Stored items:
//! Rating histogram: binning plus an ASCII rendering for terminal output.
//!
//! The ASCII form is intentionally "dumb" (fixed-height bars), optimized for:
//! - quick visual sanity checks when no interactive terminal is available
//! - deterministic output (helpful for golden tests)

use crate::domain::{RATING_MAX, RATING_MIN, RatingSeries};

/// Number of unit-width bins centred on the integers 0..=10.
pub const BIN_COUNT: usize = 11;

/// Bin edges: `-0.5, 0.5, ..., 10.5`.
pub fn bin_edges() -> [f64; BIN_COUNT + 1] {
    let mut edges = [0.0; BIN_COUNT + 1];
    for (i, e) in edges.iter_mut().enumerate() {
        *e = RATING_MIN - 0.5 + i as f64;
    }
    edges
}

/// Count ratings per bin.
///
/// Bins are half-open `[k - 0.5, k + 0.5)` except the last, which also
/// includes its upper edge.
pub fn histogram_bins(series: &RatingSeries) -> [usize; BIN_COUNT] {
    let mut counts = [0usize; BIN_COUNT];
    for &v in series.values() {
        counts[bin_index(v)] += 1;
    }
    counts
}

fn bin_index(v: f64) -> usize {
    let v = v.clamp(RATING_MIN, RATING_MAX);
    ((v - RATING_MIN + 0.5).floor() as usize).min(BIN_COUNT - 1)
}

/// Render a vertical bar histogram.
///
/// `height` is the number of rows used by the tallest bar.
pub fn render_ascii_histogram(counts: &[usize; BIN_COUNT], title: &str, height: usize) -> String {
    let height = height.max(1);
    let max = counts.iter().copied().max().unwrap_or(0).max(1);
    let count_width = max.to_string().len();

    let mut out = String::new();
    out.push_str(title);
    out.push('\n');

    // Each bar's height in rows, rounded up so a single rating stays visible.
    let bars: Vec<usize> = counts
        .iter()
        .map(|&c| (c * height).div_ceil(max))
        .collect();

    for row in (1..=height).rev() {
        // Frequency tick on the top and bottom rows only.
        let tick = if row == height {
            max.to_string()
        } else if row == 1 {
            "0".to_string()
        } else {
            String::new()
        };
        let mut line = format!("{tick:>count_width$} |");
        for &bar in &bars {
            line.push_str(if bar >= row { " ## " } else { "    " });
        }
        out.push_str(line.trim_end());
        out.push('\n');
    }

    out.push_str(&format!("{:>count_width$} +{}\n", "", "-".repeat(BIN_COUNT * 4)));

    let mut labels = format!("{:>count_width$}  ", "");
    for k in 0..BIN_COUNT {
        labels.push_str(&format!("{k:^4}"));
    }
    out.push_str(labels.trim_end());
    out.push('\n');
    out.push_str(&format!("{:>count_width$}  Rating (0-10) / Frequency\n", ""));

    out
}

#[cfg(test)]
mod tests {
    use super::*;

    fn series(values: &[f64]) -> RatingSeries {
        RatingSeries::from_validated(values.to_vec()).unwrap()
    }

    #[test]
    fn edges_are_half_integers() {
        let edges = bin_edges();
        assert_eq!(edges[0], -0.5);
        assert_eq!(edges[1], 0.5);
        assert_eq!(edges[BIN_COUNT], 10.5);
    }

    #[test]
    fn values_on_inner_edges_go_up() {
        let counts = histogram_bins(&series(&[0.0, 0.49, 0.5, 7.5, 9.5, 10.0]));
        assert_eq!(counts[0], 2);
        assert_eq!(counts[1], 1);
        assert_eq!(counts[8], 1);
        assert_eq!(counts[10], 2);
        assert_eq!(counts.iter().sum::<usize>(), 6);
    }

    #[test]
    fn ascii_histogram_golden_snapshot() {
        let counts = histogram_bins(&series(&[10.0, 10.0, 9.0, 0.0]));
        let txt = render_ascii_histogram(&counts, "t", 2);
        let expected = concat!(
            "t\n",
            "2 |                                         ##\n",
            "0 | ##                                  ##  ##\n",
            "  +--------------------------------------------\n",
            "    0   1   2   3   4   5   6   7   8   9   10\n",
            "   Rating (0-10) / Frequency\n",
        );
        assert_eq!(txt, expected);
    }
}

- To do
Restate the entries above word for word.

- Completed task
//! Rating histogram: binning plus an ASCII rendering for terminal output.
//!
//! The ASCII form is intentionally "dumb" (fixed-height bars), optimized for:
//! - quick visual sanity checks when no interactive terminal is available
//! - deterministic output (helpful for golden tests)

use crate::domain::{RATING_MAX, RATING_MIN, RatingSeries};

/// Number of unit-width bins centred on the integers 0..=10.
pub const BIN_COUNT: usize = 11;

/// Bin edges: `-0.5, 0.5, ..., 10.5`.
pub fn bin_edges() -> [f64; BIN_COUNT + 1] {
    let mut edges = [0.0; BIN_COUNT + 1];
    for (i, e) in edges.iter_mut().enumerate() {
        *e = RATING_MIN - 0.5 + i as f64;
    }
    edges
}

/// Count ratings per bin.
///
/// Bins are half-open `[k - 0.5, k + 0.5)` except the last, which also
/// includes its upper edge.
pub fn histogram_bins(series: &RatingSeries) -> [usize; BIN_COUNT] {
    let mut counts = [0usize; BIN_COUNT];
    for &v in series.values() {
        counts[bin_index(v)] += 1;
    }
    counts
}

fn bin_index(v: f64) -> usize {
    let v = v.clamp(RATING_MIN, RATING_MAX);
    ((v - RATING_MIN + 0.5).floor() as usize).min(BIN_COUNT - 1)
}

/// Render a vertical bar histogram.
///
/// `height` is the number of rows used by the tallest bar.
pub fn render_ascii_histogram(counts: &[usize; BIN_COUNT], title: &str, height: usize) -> String {
    let height = height.max(1);
    let max = counts.iter().copied().max().unwrap_or(0).max(1);
    let count_width = max.to_string().len();

    let mut out = String::new();
    out.push_str(title);
    out.push('\n');

    // Each bar's height in rows, rounded up so a single rating stays visible.
    let bars: Vec<usize> = counts
        .iter()
        .map(|&c| (c * height).div_ceil(max))
        .collect();

    for row in (1..=height).rev() {
        // Frequency tick on the top and bottom rows only.
        let tick = if row == height {
            max.to_string()
        } else if row == 1 {
            "0".to_string()
        } else {
            String::new()
        };
        let mut line = format!("{tick:>count_width$} |");
        for &bar in &bars {
            line.push_str(if bar >= row { " ## " } else { "    " });
        }
        out.push_str(line.trim_end());
        out.push('\n');
    }

    out.push_str(&format!("{:>count_width$} +{}\n", "", "-".repeat(BIN_COUNT * 4)));

    let mut labels = format!("{:>count_width$}  ", "");
    for k in 0..BIN_COUNT {
        labels.push_str(&format!("{k:^4}"));
    }
    out.push_str(labels.trim_end());
    out.push('\n');
    out.push_str(&format!("{:>count_width$}  Rating (0-10) / Frequency\n", ""));

    out
}

#[cfg(test)]
mod tests {
    use super::*;

    fn series(values: &[f64]) -> RatingSeries {
        RatingSeries::from_validated(values.to_vec()).unwrap()
    }

    #[test]
    fn edges_are_half_integers() {
        let edges = bin_edges();
        assert_eq!(edges[0], -0.5);
        assert_eq!(edges[1], 0.5);
        assert_eq!(edges[BIN_COUNT], 10.5);
    }

    #[test]
    fn values_on_inner_edges_go_up() {
        let counts = histogram_bins(&series(&[0.0, 0.49, 0.5, 7.5, 9.5, 10.0]));
        assert_eq!(counts[0], 2);
        assert_eq!(counts[1], 1);
        assert_eq!(counts[8], 1);
        assert_eq!(counts[10], 2);
        assert_eq!(counts.iter().sum::<usize>(), 6);
    }

    #[test]
    fn ascii_histogram_golden_snapshot() {
        let counts = histogram_bins(&series(&[10.0, 10.0, 9.0, 0.0]));
        let txt = render_ascii_histogram(&counts, "t", 2);
        let expected = concat!(
            "t\n",
            "2 |                                         ##\n",
            "0 | ##                                  ##  ##\n",
            "  +--------------------------------------------\n",
            "    0   1   2   3   4   5   6   7   8   9   10\n",
            "   Rating (0-10) / Frequency\n",
        );
        assert_eq!(txt, expected);
    }
}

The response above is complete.